Recorded data:
● ● ●
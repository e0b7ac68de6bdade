//! Lock-guarded point buffer with drain-on-read semantics.

use std::mem;
use std::sync::Mutex;

use super::ProbePoint;

/// Accumulates points between periodic drains.
///
/// One writer (the line-processing path) appends while one reader (the
/// harness) drains; both sides share a single mutex, so a drain never
/// observes a torn append. `drain` swaps the live vector out instead of
/// copying it, keeping the critical section short.
pub struct PointBuffer {
    points: Mutex<Vec<ProbePoint>>,
}

impl PointBuffer {
    /// Creates an empty buffer.
    pub fn new() -> Self {
        Self {
            points: Mutex::new(Vec::new()),
        }
    }

    /// Appends one point to the live collection.
    pub fn append(&self, point: ProbePoint) {
        self.points.lock().expect("poisoned").push(point);
    }

    /// Returns everything accumulated since the previous drain (or since
    /// creation) and resets the live collection to empty.
    pub fn drain(&self) -> Vec<ProbePoint> {
        mem::take(&mut *self.points.lock().expect("poisoned"))
    }

    /// Number of points currently buffered.
    pub fn len(&self) -> usize {
        self.points.lock().expect("poisoned").len()
    }

    /// Whether the buffer is currently empty.
    pub fn is_empty(&self) -> bool {
        self.len() == 0
    }
}

impl Default for PointBuffer {
    fn default() -> Self {
        Self::new()
    }
}

#[cfg(test)]
mod tests {
    use super::*;
    use std::sync::Arc;

    fn point(ms: i64) -> ProbePoint {
        ProbePoint {
            time_ms: ms,
            values: vec![ms as u64],
        }
    }

    #[test]
    fn test_drain_returns_appended_points_in_order() {
        let buf = PointBuffer::new();
        buf.append(point(1));
        buf.append(point(2));
        buf.append(point(3));

        let drained = buf.drain();
        assert_eq!(drained.len(), 3);
        assert_eq!(
            drained.iter().map(|p| p.time_ms).collect::<Vec<_>>(),
            vec![1, 2, 3]
        );
    }

    #[test]
    fn test_drain_of_empty_buffer_is_empty() {
        let buf = PointBuffer::new();
        assert!(buf.drain().is_empty());

        buf.append(point(1));
        assert_eq!(buf.drain().len(), 1);
        // Second drain with no intervening append yields nothing.
        assert!(buf.drain().is_empty());
    }

    #[test]
    fn test_append_after_drain_starts_fresh() {
        let buf = PointBuffer::new();
        buf.append(point(1));
        buf.drain();
        buf.append(point(2));

        let drained = buf.drain();
        assert_eq!(drained.len(), 1);
        assert_eq!(drained[0].time_ms, 2);
    }

    #[test]
    fn test_concurrent_appends_and_drains_lose_nothing() {
        const TOTAL: usize = 10_000;

        let buf = Arc::new(PointBuffer::new());

        let writer = {
            let buf = Arc::clone(&buf);
            std::thread::spawn(move || {
                for i in 0..TOTAL {
                    buf.append(point(i as i64));
                }
            })
        };

        let mut seen: Vec<i64> = Vec::new();
        while seen.len() < TOTAL {
            for p in buf.drain() {
                seen.push(p.time_ms);
            }
        }
        writer.join().unwrap();

        // Every point appears exactly once, order preserved across batches.
        assert_eq!(seen, (0..TOTAL as i64).collect::<Vec<_>>());
    }
}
● ● ●
WHAT THIS TASK INVOLVES: Copy out all lines above that include the string "push".

FINISHED TASK:
        self.points.lock().expect("poisoned").push(point);
                seen.push(p.time_ms);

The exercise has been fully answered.